TASK STATEMENT
Lines to restate from the data below: from the one containing "and command handling" to the one containing "Commands::RunLocal(ref cmd) =>", both included. Give them again exactly, and only them.

SOURCE MATERIAL
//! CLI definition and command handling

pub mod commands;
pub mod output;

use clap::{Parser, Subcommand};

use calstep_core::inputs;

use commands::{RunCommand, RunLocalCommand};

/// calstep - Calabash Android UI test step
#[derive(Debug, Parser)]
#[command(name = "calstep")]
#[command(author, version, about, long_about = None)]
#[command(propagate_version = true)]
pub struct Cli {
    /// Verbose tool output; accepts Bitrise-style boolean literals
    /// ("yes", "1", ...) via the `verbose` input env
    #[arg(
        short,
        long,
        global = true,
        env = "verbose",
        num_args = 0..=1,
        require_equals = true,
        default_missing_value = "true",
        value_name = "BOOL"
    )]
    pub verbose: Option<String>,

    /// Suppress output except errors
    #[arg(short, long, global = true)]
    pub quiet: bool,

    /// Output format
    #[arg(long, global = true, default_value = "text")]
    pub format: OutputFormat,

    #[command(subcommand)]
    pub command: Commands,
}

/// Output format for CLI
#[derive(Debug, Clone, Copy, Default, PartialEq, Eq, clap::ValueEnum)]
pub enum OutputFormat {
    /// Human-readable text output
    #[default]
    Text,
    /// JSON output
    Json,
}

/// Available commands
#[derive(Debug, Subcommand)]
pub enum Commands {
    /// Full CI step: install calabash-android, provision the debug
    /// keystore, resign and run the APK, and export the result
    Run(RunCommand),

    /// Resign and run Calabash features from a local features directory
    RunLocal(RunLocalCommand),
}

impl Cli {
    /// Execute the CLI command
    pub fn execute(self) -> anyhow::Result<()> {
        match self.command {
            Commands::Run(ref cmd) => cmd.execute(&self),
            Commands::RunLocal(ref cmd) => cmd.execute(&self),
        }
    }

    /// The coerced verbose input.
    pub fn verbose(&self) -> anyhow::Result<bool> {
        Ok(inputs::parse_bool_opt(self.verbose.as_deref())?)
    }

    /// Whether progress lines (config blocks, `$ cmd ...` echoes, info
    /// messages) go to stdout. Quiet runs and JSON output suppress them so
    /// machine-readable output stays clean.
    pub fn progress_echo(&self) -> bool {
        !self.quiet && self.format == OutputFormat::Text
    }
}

==

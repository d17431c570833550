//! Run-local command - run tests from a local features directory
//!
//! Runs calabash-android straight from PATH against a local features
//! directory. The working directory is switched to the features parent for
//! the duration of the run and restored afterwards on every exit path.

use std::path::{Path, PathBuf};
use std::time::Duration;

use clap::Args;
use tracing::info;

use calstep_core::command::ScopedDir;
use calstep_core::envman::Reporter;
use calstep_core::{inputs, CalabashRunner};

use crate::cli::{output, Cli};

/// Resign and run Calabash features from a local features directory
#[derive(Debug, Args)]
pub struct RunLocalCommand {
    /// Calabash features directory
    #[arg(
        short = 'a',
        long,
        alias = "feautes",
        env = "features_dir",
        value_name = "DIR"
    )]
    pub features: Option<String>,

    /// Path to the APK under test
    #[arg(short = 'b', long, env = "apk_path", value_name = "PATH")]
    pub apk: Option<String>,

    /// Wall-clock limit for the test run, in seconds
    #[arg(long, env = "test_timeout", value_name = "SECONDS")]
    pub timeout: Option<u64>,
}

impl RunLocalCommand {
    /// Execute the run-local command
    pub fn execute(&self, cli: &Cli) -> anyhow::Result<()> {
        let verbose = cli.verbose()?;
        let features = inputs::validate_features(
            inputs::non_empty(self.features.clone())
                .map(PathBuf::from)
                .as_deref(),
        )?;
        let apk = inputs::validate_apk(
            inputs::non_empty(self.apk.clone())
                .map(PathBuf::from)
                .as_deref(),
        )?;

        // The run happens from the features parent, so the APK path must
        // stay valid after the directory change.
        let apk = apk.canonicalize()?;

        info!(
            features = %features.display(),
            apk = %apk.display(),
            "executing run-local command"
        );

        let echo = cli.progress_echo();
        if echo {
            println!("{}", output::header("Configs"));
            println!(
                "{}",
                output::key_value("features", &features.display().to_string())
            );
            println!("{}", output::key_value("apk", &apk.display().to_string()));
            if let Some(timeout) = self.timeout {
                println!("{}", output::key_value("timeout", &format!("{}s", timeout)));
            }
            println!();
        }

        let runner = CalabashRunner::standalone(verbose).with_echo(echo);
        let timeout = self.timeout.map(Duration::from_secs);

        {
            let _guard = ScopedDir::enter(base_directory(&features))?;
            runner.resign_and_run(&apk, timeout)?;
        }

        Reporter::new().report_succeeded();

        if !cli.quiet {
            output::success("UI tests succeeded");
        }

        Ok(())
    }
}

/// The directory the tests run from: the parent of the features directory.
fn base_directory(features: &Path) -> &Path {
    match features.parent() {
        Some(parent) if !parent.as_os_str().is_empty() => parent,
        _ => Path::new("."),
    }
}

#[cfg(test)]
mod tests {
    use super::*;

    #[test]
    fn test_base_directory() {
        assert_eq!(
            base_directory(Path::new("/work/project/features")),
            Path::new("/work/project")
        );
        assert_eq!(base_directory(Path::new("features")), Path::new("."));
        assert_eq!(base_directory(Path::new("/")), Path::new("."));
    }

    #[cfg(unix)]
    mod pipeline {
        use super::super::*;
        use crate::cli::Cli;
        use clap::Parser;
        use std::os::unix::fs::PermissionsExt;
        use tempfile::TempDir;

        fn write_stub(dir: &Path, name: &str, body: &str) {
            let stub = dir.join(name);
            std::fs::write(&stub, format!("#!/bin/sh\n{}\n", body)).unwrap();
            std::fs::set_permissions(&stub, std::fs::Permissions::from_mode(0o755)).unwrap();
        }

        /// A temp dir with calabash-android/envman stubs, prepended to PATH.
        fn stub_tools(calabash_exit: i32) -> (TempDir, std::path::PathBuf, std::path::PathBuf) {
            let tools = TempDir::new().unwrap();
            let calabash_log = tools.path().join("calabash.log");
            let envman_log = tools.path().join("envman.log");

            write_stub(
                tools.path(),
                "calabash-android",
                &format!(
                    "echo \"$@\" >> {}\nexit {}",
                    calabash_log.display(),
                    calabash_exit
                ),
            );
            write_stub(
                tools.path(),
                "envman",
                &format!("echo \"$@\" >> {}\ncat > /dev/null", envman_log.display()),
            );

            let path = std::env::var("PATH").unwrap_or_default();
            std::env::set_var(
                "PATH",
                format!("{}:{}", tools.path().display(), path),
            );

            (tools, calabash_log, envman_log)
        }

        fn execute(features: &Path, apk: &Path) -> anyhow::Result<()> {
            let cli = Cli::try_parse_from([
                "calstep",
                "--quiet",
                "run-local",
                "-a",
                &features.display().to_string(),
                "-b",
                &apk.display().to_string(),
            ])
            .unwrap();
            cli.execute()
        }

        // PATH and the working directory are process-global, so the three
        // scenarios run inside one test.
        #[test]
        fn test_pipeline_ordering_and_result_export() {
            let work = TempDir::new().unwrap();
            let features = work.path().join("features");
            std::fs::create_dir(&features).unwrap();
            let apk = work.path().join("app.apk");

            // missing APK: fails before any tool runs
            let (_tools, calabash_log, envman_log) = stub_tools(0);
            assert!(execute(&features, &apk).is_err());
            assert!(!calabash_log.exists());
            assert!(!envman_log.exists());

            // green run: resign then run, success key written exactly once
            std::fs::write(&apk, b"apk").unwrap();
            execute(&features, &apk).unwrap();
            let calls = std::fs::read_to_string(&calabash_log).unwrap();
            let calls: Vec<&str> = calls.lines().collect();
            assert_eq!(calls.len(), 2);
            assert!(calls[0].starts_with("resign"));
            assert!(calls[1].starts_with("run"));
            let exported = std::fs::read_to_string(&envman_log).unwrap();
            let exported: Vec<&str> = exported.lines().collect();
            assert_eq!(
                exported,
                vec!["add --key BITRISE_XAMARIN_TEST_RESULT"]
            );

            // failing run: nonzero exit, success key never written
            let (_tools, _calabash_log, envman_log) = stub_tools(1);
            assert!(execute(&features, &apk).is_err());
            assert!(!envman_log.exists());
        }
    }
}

TASK SOLUTION
//! CLI definition and command handling

pub mod commands;
pub mod output;

use clap::{Parser, Subcommand};

use calstep_core::inputs;

use commands::{RunCommand, RunLocalCommand};

/// calstep - Calabash Android UI test step
#[derive(Debug, Parser)]
#[command(name = "calstep")]
#[command(author, version, about, long_about = None)]
#[command(propagate_version = true)]
pub struct Cli {
    /// Verbose tool output; accepts Bitrise-style boolean literals
    /// ("yes", "1", ...) via the `verbose` input env
    #[arg(
        short,
        long,
        global = true,
        env = "verbose",
        num_args = 0..=1,
        require_equals = true,
        default_missing_value = "true",
        value_name = "BOOL"
    )]
    pub verbose: Option<String>,

    /// Suppress output except errors
    #[arg(short, long, global = true)]
    pub quiet: bool,

    /// Output format
    #[arg(long, global = true, default_value = "text")]
    pub format: OutputFormat,

    #[command(subcommand)]
    pub command: Commands,
}

/// Output format for CLI
#[derive(Debug, Clone, Copy, Default, PartialEq, Eq, clap::ValueEnum)]
pub enum OutputFormat {
    /// Human-readable text output
    #[default]
    Text,
    /// JSON output
    Json,
}

/// Available commands
#[derive(Debug, Subcommand)]
pub enum Commands {
    /// Full CI step: install calabash-android, provision the debug
    /// keystore, resign and run the APK, and export the result
    Run(RunCommand),

    /// Resign and run Calabash features from a local features directory
    RunLocal(RunLocalCommand),
}

impl Cli {
    /// Execute the CLI command
    pub fn execute(self) -> anyhow::Result<()> {
        match self.command {
            Commands::Run(ref cmd) => cmd.execute(&self),
            Commands::RunLocal(ref cmd) => cmd.execute(&self),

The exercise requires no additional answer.